▶ Work item: Copy exactly, please, each line of the data below until the line that contains "pub fn contribution(&self)" has been copied, beginning at the top.

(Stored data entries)
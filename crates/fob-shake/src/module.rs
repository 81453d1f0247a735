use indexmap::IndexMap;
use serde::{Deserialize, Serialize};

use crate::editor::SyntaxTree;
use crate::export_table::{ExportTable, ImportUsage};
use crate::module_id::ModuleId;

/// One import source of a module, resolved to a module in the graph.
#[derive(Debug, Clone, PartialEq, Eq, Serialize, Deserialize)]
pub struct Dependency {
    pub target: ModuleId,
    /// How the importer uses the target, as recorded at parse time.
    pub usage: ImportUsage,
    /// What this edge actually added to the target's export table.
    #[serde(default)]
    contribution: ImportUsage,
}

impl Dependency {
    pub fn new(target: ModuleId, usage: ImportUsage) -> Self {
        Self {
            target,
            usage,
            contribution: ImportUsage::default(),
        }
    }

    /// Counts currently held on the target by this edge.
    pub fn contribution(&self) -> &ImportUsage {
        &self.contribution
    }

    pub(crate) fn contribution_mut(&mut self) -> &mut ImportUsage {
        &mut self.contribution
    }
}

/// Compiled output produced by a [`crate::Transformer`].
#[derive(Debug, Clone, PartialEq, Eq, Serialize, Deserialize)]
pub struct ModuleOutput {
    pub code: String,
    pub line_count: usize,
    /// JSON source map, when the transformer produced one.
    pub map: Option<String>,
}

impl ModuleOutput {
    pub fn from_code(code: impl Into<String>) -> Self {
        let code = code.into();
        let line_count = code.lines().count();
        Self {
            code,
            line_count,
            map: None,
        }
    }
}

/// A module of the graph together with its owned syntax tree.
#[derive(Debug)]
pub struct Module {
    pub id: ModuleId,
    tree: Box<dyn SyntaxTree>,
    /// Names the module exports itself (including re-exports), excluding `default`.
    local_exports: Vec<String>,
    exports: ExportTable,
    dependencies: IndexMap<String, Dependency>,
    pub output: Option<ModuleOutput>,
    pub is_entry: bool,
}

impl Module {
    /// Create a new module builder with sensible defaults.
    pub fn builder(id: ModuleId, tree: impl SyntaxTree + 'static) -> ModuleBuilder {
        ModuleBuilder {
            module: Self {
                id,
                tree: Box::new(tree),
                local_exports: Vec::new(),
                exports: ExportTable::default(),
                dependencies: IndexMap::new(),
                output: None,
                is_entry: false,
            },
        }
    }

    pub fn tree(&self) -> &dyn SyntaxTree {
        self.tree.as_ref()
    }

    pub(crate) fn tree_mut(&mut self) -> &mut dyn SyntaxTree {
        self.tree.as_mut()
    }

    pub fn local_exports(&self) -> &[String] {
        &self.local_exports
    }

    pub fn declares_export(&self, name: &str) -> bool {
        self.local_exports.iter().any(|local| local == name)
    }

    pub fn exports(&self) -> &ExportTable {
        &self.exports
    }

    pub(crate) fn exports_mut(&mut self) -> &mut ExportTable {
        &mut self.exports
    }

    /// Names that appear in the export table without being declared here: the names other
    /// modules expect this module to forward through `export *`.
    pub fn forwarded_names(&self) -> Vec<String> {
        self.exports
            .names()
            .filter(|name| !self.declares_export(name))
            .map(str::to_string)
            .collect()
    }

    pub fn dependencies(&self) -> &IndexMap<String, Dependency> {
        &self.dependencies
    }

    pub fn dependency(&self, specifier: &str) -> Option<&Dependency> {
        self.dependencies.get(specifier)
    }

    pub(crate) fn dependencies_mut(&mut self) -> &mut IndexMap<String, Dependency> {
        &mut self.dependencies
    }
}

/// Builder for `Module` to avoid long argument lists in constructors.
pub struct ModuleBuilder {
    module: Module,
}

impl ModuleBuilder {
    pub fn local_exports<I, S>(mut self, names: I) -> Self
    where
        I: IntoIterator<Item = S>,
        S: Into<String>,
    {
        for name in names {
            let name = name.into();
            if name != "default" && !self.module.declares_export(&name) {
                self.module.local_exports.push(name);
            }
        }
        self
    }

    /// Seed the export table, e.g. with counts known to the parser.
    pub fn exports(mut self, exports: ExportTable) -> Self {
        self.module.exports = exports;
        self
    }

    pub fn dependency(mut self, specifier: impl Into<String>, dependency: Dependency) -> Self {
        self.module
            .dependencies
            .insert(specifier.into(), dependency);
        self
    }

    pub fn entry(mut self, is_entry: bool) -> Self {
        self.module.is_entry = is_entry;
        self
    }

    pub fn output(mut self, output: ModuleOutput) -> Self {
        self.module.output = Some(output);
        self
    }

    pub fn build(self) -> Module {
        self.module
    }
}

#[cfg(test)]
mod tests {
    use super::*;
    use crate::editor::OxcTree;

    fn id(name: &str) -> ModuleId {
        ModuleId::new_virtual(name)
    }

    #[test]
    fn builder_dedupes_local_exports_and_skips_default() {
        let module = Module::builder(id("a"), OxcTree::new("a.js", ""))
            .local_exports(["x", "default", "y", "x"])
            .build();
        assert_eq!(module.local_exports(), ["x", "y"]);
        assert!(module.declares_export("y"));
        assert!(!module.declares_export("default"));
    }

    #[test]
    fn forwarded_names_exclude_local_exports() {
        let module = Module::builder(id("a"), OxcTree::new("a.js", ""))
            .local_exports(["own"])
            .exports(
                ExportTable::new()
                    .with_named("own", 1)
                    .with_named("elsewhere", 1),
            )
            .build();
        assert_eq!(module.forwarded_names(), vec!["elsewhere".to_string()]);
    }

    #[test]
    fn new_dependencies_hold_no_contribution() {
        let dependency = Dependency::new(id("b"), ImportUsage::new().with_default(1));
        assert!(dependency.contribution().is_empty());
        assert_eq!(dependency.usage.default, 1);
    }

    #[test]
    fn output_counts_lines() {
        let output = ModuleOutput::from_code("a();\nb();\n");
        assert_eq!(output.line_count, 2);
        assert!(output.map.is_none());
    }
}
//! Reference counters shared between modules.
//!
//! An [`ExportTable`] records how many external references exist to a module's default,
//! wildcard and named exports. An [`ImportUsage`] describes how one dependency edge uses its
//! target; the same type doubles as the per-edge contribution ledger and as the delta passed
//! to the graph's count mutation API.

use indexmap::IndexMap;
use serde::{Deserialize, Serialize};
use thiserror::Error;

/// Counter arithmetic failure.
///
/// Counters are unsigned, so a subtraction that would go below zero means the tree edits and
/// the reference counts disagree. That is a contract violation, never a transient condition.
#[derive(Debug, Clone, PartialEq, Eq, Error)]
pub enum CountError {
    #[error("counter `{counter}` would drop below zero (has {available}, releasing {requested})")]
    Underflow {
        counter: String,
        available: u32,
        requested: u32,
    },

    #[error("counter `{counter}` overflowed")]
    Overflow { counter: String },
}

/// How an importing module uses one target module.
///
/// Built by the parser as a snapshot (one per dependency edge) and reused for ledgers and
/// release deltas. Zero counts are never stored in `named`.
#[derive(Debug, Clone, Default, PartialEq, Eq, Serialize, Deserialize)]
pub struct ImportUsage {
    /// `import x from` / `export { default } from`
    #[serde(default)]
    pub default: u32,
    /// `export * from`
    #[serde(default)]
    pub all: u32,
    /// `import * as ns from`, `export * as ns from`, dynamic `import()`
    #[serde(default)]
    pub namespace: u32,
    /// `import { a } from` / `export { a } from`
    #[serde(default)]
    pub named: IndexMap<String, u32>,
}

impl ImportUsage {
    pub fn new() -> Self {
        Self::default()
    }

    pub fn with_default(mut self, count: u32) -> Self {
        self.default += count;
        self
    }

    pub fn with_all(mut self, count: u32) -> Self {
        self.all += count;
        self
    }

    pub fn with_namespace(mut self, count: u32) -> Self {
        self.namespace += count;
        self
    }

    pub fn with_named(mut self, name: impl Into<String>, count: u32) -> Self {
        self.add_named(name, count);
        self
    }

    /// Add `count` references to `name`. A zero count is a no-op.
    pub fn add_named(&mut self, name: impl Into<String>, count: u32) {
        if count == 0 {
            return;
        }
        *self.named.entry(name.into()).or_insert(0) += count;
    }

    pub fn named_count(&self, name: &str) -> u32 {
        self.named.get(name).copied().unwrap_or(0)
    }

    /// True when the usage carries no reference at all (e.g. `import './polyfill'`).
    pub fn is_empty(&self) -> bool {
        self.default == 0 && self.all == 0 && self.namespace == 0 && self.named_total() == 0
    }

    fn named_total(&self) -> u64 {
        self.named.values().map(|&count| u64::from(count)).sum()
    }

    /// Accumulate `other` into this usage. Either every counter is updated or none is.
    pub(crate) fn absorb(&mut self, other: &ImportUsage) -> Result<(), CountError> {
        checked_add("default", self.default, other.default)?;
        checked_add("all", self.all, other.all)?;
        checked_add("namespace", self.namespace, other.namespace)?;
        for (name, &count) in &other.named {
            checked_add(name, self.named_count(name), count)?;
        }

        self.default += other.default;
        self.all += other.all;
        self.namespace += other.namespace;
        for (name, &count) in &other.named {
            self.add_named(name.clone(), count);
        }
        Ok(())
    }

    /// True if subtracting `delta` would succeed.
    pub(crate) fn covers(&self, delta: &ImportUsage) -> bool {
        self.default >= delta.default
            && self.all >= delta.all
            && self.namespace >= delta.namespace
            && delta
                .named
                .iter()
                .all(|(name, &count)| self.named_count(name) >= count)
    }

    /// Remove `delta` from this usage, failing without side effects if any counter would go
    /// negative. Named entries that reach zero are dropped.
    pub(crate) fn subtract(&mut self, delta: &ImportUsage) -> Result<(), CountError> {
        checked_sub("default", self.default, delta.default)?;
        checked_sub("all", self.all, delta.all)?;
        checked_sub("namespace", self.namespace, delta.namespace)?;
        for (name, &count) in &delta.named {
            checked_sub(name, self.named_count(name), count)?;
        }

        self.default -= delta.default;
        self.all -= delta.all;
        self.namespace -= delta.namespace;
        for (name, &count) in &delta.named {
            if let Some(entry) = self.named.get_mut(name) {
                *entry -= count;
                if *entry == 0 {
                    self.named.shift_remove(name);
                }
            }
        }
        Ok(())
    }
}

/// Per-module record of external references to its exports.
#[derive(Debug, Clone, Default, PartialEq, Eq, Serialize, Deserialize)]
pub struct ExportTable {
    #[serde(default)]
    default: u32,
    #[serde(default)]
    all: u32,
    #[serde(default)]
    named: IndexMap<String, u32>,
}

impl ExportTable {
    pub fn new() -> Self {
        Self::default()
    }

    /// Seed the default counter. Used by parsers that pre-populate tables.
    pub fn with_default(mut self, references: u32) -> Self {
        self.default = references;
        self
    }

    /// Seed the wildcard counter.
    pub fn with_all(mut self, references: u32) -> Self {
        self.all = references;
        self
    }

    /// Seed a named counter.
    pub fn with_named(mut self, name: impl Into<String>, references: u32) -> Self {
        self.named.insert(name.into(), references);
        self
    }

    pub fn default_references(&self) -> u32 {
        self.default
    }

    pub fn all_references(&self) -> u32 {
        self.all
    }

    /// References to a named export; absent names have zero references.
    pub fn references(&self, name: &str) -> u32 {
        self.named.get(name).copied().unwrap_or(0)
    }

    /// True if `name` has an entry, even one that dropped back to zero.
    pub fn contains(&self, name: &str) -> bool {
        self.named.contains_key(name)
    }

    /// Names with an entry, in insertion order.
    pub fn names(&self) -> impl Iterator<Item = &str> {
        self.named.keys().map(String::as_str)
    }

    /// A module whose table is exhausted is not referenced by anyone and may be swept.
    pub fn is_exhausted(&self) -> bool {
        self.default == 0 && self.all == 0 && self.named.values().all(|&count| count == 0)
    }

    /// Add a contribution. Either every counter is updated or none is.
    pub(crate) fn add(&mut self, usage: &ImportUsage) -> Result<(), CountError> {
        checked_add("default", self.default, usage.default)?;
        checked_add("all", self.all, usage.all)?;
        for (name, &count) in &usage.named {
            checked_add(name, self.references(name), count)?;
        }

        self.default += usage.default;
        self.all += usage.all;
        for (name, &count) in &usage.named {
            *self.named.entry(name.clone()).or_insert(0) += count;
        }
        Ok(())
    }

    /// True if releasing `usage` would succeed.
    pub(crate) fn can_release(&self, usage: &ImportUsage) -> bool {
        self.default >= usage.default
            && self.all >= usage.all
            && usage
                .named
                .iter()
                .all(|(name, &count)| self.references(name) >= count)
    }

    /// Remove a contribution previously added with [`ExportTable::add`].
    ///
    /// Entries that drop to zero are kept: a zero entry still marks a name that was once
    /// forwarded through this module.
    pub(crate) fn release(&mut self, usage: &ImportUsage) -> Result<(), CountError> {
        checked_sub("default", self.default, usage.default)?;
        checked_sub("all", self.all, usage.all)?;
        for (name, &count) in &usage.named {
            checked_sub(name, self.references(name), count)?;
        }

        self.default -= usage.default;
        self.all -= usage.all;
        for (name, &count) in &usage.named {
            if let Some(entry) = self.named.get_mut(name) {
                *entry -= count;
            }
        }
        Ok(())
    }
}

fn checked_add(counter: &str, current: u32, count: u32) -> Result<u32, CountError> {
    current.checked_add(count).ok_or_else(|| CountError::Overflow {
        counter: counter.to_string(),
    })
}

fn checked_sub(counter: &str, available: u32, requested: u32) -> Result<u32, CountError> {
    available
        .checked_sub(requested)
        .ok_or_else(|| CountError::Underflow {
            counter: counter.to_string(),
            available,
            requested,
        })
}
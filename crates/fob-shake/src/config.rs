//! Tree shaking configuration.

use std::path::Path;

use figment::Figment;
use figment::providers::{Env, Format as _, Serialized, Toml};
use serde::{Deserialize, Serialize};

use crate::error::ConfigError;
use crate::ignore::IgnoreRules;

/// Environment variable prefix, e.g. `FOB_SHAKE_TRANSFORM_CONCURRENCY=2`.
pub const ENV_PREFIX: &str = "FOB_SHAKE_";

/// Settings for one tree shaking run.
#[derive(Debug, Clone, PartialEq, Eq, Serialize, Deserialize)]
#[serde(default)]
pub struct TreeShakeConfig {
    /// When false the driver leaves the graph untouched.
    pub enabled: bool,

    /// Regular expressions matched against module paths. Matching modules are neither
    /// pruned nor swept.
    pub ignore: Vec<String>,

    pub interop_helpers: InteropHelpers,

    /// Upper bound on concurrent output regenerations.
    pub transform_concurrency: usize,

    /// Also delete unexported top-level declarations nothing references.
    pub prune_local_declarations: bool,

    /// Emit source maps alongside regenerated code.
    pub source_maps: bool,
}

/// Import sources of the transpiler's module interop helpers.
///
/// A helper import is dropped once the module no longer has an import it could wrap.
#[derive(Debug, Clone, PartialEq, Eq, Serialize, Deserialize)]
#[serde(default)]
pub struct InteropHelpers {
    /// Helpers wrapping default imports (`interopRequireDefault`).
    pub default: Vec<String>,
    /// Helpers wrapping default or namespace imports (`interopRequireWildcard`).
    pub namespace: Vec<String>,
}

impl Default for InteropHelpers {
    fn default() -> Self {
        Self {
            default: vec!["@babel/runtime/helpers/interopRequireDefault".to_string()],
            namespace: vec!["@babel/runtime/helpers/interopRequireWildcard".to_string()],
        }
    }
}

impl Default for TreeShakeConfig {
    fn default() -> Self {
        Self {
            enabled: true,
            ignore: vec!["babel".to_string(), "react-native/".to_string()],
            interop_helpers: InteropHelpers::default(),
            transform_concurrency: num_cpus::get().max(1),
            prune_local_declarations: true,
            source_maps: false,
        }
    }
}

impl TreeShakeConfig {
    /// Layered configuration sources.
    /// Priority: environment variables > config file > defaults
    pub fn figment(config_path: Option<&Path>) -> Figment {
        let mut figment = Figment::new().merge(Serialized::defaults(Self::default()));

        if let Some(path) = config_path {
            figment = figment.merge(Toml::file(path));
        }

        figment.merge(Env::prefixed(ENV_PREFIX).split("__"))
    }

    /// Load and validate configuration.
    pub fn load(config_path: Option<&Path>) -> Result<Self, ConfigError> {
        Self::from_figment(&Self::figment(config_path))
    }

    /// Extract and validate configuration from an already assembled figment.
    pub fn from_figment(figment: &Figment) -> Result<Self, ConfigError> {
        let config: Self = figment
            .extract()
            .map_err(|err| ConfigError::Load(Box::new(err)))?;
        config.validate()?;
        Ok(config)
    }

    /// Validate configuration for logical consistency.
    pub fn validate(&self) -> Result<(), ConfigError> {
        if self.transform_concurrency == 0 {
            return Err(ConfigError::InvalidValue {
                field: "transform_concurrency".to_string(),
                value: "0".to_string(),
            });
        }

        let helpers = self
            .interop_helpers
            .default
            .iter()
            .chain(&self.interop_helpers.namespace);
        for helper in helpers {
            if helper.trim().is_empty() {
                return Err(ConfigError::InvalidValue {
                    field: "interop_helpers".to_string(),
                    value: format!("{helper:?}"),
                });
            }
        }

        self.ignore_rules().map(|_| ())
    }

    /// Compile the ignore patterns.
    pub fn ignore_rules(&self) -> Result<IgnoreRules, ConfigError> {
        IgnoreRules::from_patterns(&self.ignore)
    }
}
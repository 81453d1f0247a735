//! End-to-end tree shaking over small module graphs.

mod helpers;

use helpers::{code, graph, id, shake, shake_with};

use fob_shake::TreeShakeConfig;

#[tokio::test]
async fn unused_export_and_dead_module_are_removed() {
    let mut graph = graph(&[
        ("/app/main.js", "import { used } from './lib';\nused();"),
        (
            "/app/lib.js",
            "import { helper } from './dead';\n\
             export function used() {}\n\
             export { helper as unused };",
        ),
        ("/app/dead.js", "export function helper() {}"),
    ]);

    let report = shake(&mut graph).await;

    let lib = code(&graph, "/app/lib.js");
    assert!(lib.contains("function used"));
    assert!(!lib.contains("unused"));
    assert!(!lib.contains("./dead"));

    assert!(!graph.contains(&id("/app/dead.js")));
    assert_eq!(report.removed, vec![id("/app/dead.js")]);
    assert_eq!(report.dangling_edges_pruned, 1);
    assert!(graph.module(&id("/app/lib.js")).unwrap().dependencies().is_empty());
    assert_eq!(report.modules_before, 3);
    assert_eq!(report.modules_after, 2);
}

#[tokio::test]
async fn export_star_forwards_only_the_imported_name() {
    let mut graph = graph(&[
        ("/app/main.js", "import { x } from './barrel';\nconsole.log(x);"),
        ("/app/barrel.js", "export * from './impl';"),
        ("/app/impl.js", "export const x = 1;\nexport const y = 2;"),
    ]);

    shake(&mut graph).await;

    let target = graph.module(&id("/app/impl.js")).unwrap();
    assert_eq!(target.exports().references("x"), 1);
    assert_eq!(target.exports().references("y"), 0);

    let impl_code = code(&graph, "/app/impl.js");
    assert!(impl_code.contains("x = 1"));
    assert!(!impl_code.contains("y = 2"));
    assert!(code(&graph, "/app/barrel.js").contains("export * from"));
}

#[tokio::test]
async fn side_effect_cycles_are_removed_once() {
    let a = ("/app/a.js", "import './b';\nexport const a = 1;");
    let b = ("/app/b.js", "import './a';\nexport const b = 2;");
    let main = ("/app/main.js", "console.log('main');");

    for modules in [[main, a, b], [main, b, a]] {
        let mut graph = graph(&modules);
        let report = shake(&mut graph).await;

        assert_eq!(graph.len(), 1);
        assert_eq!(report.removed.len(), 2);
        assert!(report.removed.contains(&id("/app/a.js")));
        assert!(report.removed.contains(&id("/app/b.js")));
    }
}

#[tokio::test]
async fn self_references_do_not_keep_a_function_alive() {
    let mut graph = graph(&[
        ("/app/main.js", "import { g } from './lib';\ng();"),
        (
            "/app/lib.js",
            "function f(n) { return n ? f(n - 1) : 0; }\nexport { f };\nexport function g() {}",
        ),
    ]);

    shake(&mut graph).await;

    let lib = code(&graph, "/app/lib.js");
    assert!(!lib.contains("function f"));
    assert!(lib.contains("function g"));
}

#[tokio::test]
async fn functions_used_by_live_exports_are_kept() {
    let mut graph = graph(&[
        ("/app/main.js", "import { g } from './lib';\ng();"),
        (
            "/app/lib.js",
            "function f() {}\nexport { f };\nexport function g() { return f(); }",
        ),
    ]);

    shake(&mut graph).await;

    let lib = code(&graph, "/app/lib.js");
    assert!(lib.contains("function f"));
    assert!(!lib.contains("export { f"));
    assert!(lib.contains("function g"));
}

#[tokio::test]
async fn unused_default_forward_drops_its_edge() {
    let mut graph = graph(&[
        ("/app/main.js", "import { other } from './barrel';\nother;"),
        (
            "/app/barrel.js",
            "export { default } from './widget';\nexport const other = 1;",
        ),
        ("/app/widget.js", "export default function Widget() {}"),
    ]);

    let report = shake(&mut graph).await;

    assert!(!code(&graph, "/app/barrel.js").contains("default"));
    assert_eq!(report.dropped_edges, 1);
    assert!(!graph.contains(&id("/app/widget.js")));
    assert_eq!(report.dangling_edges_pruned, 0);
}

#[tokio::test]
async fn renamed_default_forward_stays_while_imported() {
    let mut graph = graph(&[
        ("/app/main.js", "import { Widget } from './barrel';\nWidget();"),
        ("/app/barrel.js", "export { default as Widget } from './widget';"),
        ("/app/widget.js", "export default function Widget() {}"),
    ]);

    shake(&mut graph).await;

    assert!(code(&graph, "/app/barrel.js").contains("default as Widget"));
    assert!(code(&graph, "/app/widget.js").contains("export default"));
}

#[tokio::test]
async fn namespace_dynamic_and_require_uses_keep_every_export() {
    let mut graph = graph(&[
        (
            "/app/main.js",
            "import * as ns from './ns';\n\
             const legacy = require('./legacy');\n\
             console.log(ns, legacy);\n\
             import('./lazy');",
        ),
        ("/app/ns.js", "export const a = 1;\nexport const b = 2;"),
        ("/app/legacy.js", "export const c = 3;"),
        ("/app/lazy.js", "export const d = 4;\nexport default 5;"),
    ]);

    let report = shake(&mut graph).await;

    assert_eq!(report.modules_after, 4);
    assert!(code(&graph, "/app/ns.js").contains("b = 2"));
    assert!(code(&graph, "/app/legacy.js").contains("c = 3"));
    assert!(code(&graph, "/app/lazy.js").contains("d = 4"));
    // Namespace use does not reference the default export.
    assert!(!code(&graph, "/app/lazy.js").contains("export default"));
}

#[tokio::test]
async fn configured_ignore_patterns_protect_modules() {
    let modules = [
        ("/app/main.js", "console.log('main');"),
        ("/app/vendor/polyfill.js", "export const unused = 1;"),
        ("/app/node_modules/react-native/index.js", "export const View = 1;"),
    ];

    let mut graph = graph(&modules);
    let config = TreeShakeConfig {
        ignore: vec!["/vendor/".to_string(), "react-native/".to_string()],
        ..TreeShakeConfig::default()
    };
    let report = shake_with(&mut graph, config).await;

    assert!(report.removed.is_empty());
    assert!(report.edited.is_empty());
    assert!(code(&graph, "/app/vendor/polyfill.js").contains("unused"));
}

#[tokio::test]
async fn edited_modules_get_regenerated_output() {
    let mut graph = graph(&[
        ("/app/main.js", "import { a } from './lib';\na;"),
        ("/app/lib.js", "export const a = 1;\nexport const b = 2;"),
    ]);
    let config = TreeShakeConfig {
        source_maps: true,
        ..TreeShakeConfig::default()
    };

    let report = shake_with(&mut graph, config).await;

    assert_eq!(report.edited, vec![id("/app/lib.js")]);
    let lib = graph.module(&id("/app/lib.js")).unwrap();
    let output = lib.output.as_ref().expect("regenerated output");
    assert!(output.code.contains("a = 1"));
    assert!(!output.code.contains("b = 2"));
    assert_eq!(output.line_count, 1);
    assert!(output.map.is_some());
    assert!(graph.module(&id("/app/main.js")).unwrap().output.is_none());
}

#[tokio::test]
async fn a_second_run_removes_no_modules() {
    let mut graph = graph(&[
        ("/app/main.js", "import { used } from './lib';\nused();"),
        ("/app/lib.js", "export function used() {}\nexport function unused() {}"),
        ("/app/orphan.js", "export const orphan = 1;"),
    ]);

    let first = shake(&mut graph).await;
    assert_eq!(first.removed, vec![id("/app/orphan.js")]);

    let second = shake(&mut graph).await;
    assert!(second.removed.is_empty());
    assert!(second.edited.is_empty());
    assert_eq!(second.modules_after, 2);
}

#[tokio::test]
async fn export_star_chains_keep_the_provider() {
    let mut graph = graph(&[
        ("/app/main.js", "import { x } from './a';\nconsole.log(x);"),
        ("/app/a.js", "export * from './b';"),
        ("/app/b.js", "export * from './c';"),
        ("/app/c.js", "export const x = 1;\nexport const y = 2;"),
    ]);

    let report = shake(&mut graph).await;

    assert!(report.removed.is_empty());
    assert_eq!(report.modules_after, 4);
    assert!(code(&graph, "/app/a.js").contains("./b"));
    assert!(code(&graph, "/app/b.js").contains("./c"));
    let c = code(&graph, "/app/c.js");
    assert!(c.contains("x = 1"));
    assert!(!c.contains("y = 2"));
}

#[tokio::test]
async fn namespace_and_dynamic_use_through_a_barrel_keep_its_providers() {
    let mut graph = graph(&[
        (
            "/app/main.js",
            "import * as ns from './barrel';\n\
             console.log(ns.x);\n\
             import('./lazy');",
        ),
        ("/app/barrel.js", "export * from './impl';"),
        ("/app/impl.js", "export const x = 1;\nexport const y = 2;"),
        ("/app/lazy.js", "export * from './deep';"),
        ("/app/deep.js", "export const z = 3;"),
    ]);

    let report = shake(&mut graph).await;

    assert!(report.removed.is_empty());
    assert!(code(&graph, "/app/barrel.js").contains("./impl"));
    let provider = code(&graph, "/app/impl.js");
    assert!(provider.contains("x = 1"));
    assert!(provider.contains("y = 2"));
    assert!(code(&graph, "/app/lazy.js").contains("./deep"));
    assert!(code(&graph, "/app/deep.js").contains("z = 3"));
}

▶ Completed exercise:
filename crates/fob-shake/src/module.rs
repository 81453d1f0247a735
use indexmap::IndexMap;
use serde::{Deserialize, Serialize};

use crate::editor::SyntaxTree;
use crate::export_table::{ExportTable, ImportUsage};
use crate::module_id::ModuleId;

/// One import source of a module, resolved to a module in the graph.
#[derive(Debug, Clone, PartialEq, Eq, Serialize, Deserialize)]
pub struct Dependency {
    pub target: ModuleId,
    /// How the importer uses the target, as recorded at parse time.
    pub usage: ImportUsage,
    /// What this edge actually added to the target's export table.
    #[serde(default)]
    contribution: ImportUsage,
}

impl Dependency {
    pub fn new(target: ModuleId, usage: ImportUsage) -> Self {
        Self {
            target,
            usage,
            contribution: ImportUsage::default(),
        }
    }

    /// Counts currently held on the target by this edge.
    pub fn contribution(&self) -> &ImportUsage {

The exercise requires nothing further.